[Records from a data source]
※

use std::env;
use tracing::warn;

pub const DEFAULT_DATABASE_URL: &str = "sqlite://mrms.db";
pub const DEFAULT_JWT_EXPIRATION_HOURS: i64 = 24;
/// One year.
pub const MAX_JWT_EXPIRATION_HOURS: i64 = 8760;

#[derive(Debug, Clone)]
pub struct AppConfig {
    pub database_url: String,
    pub jwt_secret: String,
    pub jwt_expiration_hours: i64,
    pub server_host: String,
    pub server_port: u16,
    pub cors_allowed_origin: Option<String>,
    pub admin_email: Option<String>,
    pub admin_password: Option<String>,
}

impl AppConfig {
    pub fn from_env() -> Self {
        let config = Self {
            database_url: env::var("DATABASE_URL")
                .unwrap_or_else(|_| {
                    warn!("DATABASE_URL not set, using {}", DEFAULT_DATABASE_URL);
                    DEFAULT_DATABASE_URL.to_string()
                }),
            jwt_secret: env::var("JWT_SECRET")
                .unwrap_or_else(|_| {
                    warn!("JWT_SECRET not set, using empty value");
                    String::new()
                }),
            jwt_expiration_hours: env::var("JWT_EXPIRATION_HOURS")
                .ok()
                .and_then(|value| expiration_hours(&value))
                .unwrap_or(DEFAULT_JWT_EXPIRATION_HOURS),
            server_host: env::var("SERVER_HOST")
                .unwrap_or_else(|_| "0.0.0.0".to_string()),
            server_port: env::var("SERVER_PORT")
                .ok()
                .and_then(|value| value.parse().ok())
                .unwrap_or(3000),
            cors_allowed_origin: env::var("CORS_ALLOWED_ORIGIN").ok(),
            admin_email: env::var("ADMIN_EMAIL").ok(),
            admin_password: env::var("ADMIN_PASSWORD").ok(),
        };

        if !config.is_configured() {
            warn!("Application not fully configured - missing environment variables");
        }

        config
    }

    pub fn is_configured(&self) -> bool {
        !self.jwt_secret.is_empty() && !self.database_url.is_empty()
    }

    /// Both bootstrap credentials must be present for the initial administrator
    /// account to be created.
    pub fn admin_bootstrap(&self) -> Option<(&str, &str)> {
        match (&self.admin_email, &self.admin_password) {
            (Some(email), Some(password)) if !email.is_empty() && !password.is_empty() => {
                Some((email.as_str(), password.as_str()))
            }
            _ => None,
        }
    }

    pub fn bind_address(&self) -> String {
        format!("{}:{}", self.server_host, self.server_port)
    }
}

fn expiration_hours(value: &str) -> Option<i64> {
    match value.trim().parse::<i64>() {
        Ok(hours) if hours > MAX_JWT_EXPIRATION_HOURS => {
            warn!(
                "JWT_EXPIRATION_HOURS {} exceeds the maximum, using {}",
                hours, MAX_JWT_EXPIRATION_HOURS
            );
            Some(MAX_JWT_EXPIRATION_HOURS)
        }
        Ok(hours) if hours > 0 => Some(hours),
        _ => {
            warn!("JWT_EXPIRATION_HOURS is not a positive integer: {}", value);
            None
        }
    }
}

#[cfg(test)]
mod tests {
    use super::*;

    fn config() -> AppConfig {
        AppConfig {
            database_url: "sqlite::memory:".to_string(),
            jwt_secret: "secret".to_string(),
            jwt_expiration_hours: 24,
            server_host: "127.0.0.1".to_string(),
            server_port: 8080,
            cors_allowed_origin: None,
            admin_email: None,
            admin_password: None,
        }
    }

    #[test]
    fn test_is_configured_requires_secret() {
        let mut config = config();
        assert!(config.is_configured());

        config.jwt_secret.clear();
        assert!(!config.is_configured());
    }

    #[test]
    fn test_admin_bootstrap_needs_both_values() {
        let mut config = config();
        assert!(config.admin_bootstrap().is_none());

        config.admin_email = Some("admin@clinic.test".to_string());
        assert!(config.admin_bootstrap().is_none());

        config.admin_password = Some("Admin1234".to_string());
        assert_eq!(config.admin_bootstrap(), Some(("admin@clinic.test", "Admin1234")));
    }

    #[test]
    fn test_expiration_hours_is_bounded() {
        assert_eq!(expiration_hours("8"), Some(8));
        assert_eq!(expiration_hours("8760"), Some(MAX_JWT_EXPIRATION_HOURS));
        assert_eq!(expiration_hours("99999999999"), Some(MAX_JWT_EXPIRATION_HOURS));
        assert_eq!(expiration_hours("0"), None);
        assert_eq!(expiration_hours("-5"), None);
        assert_eq!(expiration_hours("soon"), None);
    }

    #[test]
    fn test_bind_address() {
        assert_eq!(config().bind_address(), "127.0.0.1:8080");
    }
}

※

Work item | Only the count is needed: the number of lines in the data that include the word "const".

The answer | 3